- [DIRECTIONS FOR THIS TASK]:
The response should consist of the records that follow, printed exactly.

(Stored data)
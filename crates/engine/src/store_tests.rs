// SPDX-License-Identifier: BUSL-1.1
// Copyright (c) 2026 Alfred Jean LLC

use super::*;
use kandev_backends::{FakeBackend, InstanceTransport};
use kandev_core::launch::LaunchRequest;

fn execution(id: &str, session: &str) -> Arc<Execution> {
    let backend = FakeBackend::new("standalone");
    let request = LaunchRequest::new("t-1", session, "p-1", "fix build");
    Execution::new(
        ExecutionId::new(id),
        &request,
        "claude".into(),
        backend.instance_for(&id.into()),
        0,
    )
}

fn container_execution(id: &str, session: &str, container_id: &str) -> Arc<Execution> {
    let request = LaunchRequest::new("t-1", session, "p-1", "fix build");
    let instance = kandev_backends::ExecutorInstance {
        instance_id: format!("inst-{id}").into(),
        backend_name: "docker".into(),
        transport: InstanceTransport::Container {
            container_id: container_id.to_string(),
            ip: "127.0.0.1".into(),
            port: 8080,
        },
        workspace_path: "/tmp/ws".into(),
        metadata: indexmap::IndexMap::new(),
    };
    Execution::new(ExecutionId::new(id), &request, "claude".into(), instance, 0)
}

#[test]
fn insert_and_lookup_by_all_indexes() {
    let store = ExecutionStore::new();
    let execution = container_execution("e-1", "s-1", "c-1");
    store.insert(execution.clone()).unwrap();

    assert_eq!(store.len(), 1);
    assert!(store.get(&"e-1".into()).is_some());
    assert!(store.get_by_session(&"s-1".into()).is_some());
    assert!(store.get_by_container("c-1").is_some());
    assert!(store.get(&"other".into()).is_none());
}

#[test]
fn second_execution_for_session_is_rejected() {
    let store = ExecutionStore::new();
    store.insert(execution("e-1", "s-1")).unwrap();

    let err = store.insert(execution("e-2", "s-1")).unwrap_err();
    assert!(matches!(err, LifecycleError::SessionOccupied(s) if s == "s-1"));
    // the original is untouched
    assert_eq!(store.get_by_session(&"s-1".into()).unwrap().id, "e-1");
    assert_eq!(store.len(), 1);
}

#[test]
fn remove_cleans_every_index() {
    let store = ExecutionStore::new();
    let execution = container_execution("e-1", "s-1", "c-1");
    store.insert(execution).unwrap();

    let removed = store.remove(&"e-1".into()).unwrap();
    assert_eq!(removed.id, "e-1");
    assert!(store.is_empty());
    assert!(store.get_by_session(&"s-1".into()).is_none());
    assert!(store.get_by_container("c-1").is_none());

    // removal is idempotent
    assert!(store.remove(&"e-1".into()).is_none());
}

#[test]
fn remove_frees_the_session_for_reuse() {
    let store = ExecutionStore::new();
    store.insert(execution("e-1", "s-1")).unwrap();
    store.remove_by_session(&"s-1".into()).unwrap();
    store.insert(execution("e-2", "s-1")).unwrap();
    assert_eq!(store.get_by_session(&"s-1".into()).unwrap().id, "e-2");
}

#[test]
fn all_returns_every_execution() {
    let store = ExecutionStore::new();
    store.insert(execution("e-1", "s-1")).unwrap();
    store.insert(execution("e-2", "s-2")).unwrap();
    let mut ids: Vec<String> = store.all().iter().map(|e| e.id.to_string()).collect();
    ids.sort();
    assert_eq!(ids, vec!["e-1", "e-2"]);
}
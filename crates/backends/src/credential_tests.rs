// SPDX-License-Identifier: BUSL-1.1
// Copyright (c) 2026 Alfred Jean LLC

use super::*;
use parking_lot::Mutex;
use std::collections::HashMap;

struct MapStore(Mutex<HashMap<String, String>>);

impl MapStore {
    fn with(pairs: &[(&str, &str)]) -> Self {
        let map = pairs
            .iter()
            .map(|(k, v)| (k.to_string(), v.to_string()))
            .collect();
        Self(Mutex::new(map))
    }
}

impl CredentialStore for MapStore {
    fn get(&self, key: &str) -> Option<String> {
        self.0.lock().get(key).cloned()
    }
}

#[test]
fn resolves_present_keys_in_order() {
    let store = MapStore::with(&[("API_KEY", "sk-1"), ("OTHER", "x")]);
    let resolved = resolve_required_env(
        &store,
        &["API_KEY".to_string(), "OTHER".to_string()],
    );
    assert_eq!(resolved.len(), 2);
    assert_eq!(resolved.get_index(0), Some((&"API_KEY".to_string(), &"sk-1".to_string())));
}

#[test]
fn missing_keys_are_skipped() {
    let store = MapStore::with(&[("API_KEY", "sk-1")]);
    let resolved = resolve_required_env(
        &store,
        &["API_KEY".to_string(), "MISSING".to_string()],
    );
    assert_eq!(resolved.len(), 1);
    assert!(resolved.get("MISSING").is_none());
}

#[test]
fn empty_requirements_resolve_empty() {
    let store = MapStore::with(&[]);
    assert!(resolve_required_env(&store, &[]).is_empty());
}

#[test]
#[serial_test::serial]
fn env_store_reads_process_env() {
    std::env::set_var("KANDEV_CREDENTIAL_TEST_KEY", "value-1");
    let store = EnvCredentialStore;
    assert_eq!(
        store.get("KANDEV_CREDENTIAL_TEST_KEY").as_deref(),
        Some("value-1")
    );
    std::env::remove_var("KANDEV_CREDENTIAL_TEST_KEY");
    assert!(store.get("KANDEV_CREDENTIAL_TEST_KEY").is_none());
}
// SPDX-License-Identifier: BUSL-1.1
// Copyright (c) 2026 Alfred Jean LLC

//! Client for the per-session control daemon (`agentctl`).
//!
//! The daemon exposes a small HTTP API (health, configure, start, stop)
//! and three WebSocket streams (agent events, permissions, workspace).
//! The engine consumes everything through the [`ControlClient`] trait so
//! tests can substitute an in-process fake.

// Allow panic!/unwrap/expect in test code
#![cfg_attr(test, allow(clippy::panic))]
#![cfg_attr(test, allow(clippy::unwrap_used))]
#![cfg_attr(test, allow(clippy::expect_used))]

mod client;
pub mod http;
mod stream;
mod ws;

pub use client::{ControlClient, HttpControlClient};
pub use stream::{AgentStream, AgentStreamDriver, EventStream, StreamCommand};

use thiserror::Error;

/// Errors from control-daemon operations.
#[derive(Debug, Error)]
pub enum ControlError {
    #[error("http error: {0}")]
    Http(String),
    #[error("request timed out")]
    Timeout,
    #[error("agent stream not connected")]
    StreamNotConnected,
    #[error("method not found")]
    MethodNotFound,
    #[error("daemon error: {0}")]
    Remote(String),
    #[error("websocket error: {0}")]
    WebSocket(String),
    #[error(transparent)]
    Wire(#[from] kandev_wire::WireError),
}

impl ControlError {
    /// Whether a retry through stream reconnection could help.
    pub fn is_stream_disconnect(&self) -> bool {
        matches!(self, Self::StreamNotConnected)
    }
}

- [EXERCISE RESULT]:
filename crates/engine/src/store_tests.rs
// SPDX-License-Identifier: BUSL-1.1
// Copyright (c) 2026 Alfred Jean LLC

use super::*;
use kandev_backends::{FakeBackend, InstanceTransport};
use kandev_core::launch::LaunchRequest;

fn execution(id: &str, session: &str) -> Arc<Execution> {
    let backend = FakeBackend::new("standalone");
    let request = LaunchRequest::new("t-1", session, "p-1", "fix build");
    Execution::new(
        ExecutionId::new(id),
        &request,
        "claude".into(),
        backend.instance_for(&id.into()),
        0,
    )
}

fn container_execution(id: &str, session: &str, container_id: &str) -> Arc<Execution> {
    let request = LaunchRequest::new("t-1", session, "p-1", "fix build");
    let instance = kandev_backends::ExecutorInstance {
        instance_id: format!("inst-{id}").into(),
        backend_name: "docker".into(),
        transport: InstanceTransport::Container {
            container_id: container_id.to_string(),
            ip: "127.0.0.1".into(),
            port: 8080,
        },
        workspace_path: "/tmp/ws".into(),
        metadata: indexmap::IndexMap::new(),
    };
    Execution::new(ExecutionId::new(id), &request, "claude".into(), instance, 0)
}

#[test]
fn insert_and_lookup_by_all_indexes() {
    let store = ExecutionStore::new();
    let execution = container_execution("e-1", "s-1", "c-1");
    store.insert(execution.clone()).unwrap();

    assert_eq!(store.len(), 1);
    assert!(store.get(&"e-1".into()).is_some());
    assert!(store.get_by_session(&"s-1".into()).is_some());
    assert!(store.get_by_container("c-1").is_some());
    assert!(store.get(&"other".into()).is_none());
}

#[test]
fn second_execution_for_session_is_rejected() {
    let store = ExecutionStore::new();
    store.insert(execution("e-1", "s-1")).unwrap();

    let err = store.insert(execution("e-2", "s-1")).unwrap_err();
    assert!(matches!(err, LifecycleError::SessionOccupied(s) if s == "s-1"));
    // the original is untouched
    assert_eq!(store.get_by_session(&"s-1".into()).unwrap().id, "e-1");
    assert_eq!(store.len(), 1);
}

#[test]
fn remove_cleans_every_index() {
    let store = ExecutionStore::new();
    let execution = container_execution("e-1", "s-1", "c-1");
    store.insert(execution).unwrap();

    let removed = store.remove(&"e-1".into()).unwrap();
    assert_eq!(removed.id, "e-1");
    assert!(store.is_empty());
    assert!(store.get_by_session(&"s-1".into()).is_none());
    assert!(store.get_by_container("c-1").is_none());

    // removal is idempotent
    assert!(store.remove(&"e-1".into()).is_none());
}

#[test]
fn remove_frees_the_session_for_reuse() {
    let store = ExecutionStore::new();
    store.insert(execution("e-1", "s-1")).unwrap();
    store.remove_by_session(&"s-1".into()).unwrap();
    store.insert(execution("e-2", "s-1")).unwrap();
    assert_eq!(store.get_by_session(&"s-1".into()).unwrap().id, "e-2");
}

#[test]
fn all_returns_every_execution() {
    let store = ExecutionStore::new();
    store.insert(execution("e-1", "s-1")).unwrap();
    store.insert(execution("e-2", "s-2")).unwrap();
    let mut ids: Vec<String> = store.all().iter().map(|e| e.id.to_string()).collect();
    ids.sort();
    assert_eq!(ids, vec!["e-1", "e-2"]);
}
filename crates/backends/src/credential_tests.rs
// SPDX-License-Identifier: BUSL-1.1
// Copyright (c) 2026 Alfred Jean LLC

use super::*;
use parking_lot::Mutex;
use std::collections::HashMap;

struct MapStore(Mutex<HashMap<String, String>>);

impl MapStore {
    fn with(pairs: &[(&str, &str)]) -> Self {
        let map = pairs
            .iter()
            .map(|(k, v)| (k.to_string(), v.to_string()))
            .collect();
        Self(Mutex::new(map))
    }
}

impl CredentialStore for MapStore {
    fn get(&self, key: &str) -> Option<String> {
        self.0.lock().get(key).cloned()
    }
}

#[test]
fn resolves_present_keys_in_order() {
    let store = MapStore::with(&[("API_KEY", "sk-1"), ("OTHER", "x")]);
    let resolved = resolve_required_env(
        &store,
        &["API_KEY".to_string(), "OTHER".to_string()],
    );
    assert_eq!(resolved.len(), 2);
    assert_eq!(resolved.get_index(0), Some((&"API_KEY".to_string(), &"sk-1".to_string())));
}

#[test]
fn missing_keys_are_skipped() {
    let store = MapStore::with(&[("API_KEY", "sk-1")]);
    let resolved = resolve_required_env(
        &store,
        &["API_KEY".to_string(), "MISSING".to_string()],
    );
    assert_eq!(resolved.len(), 1);
    assert!(resolved.get("MISSING").is_none());
}

#[test]
fn empty_requirements_resolve_empty() {
    let store = MapStore::with(&[]);
    assert!(resolve_required_env(&store, &[]).is_empty());
}

#[test]
#[serial_test::serial]
fn env_store_reads_process_env() {
    std::env::set_var("KANDEV_CREDENTIAL_TEST_KEY", "value-1");
    let store = EnvCredentialStore;
    assert_eq!(
        store.get("KANDEV_CREDENTIAL_TEST_KEY").as_deref(),
        Some("value-1")
    );
    std::env::remove_var("KANDEV_CREDENTIAL_TEST_KEY");
    assert!(store.get("KANDEV_CREDENTIAL_TEST_KEY").is_none());
}
// SPDX-License-Identifier: BUSL-1.1
// Copyright (c) 2026 Alfred Jean LLC

//! Client for the per-session control daemon (`agentctl`).
//!
//! The daemon exposes a small HTTP API (health, configure, start, stop)
//! and three WebSocket streams (agent events, permissions, workspace).
//! The engine consumes everything through the [`ControlClient`] trait so
//! tests can substitute an in-process fake.

// Allow panic!/unwrap/expect in test code
#![cfg_attr(test, allow(clippy::panic))]
#![cfg_attr(test, allow(clippy::unwrap_used))]
#![cfg_attr(test, allow(clippy::expect_used))]

mod client;
pub mod http;
mod stream;
mod ws;

pub use client::{ControlClient, HttpControlClient};
pub use stream::{AgentStream, AgentStreamDriver, EventStream, StreamCommand};

use thiserror::Error;

/// Errors from control-daemon operations.
#[derive(Debug, Error)]
pub enum ControlError {
    #[error("http error: {0}")]
    Http(String),
    #[error("request timed out")]
    Timeout,
    #[error("agent stream not connected")]
    StreamNotConnected,
    #[error("method not found")]
    MethodNotFound,
    #[error("daemon error: {0}")]
    Remote(String),
    #[error("websocket error: {0}")]
    WebSocket(String),
    #[error(transparent)]
    Wire(#[from] kandev_wire::WireError),
}

impl ControlError {
    /// Whether a retry through stream reconnection could help.
    pub fn is_stream_disconnect(&self) -> bool {
        matches!(self, Self::StreamNotConnected)
    }
}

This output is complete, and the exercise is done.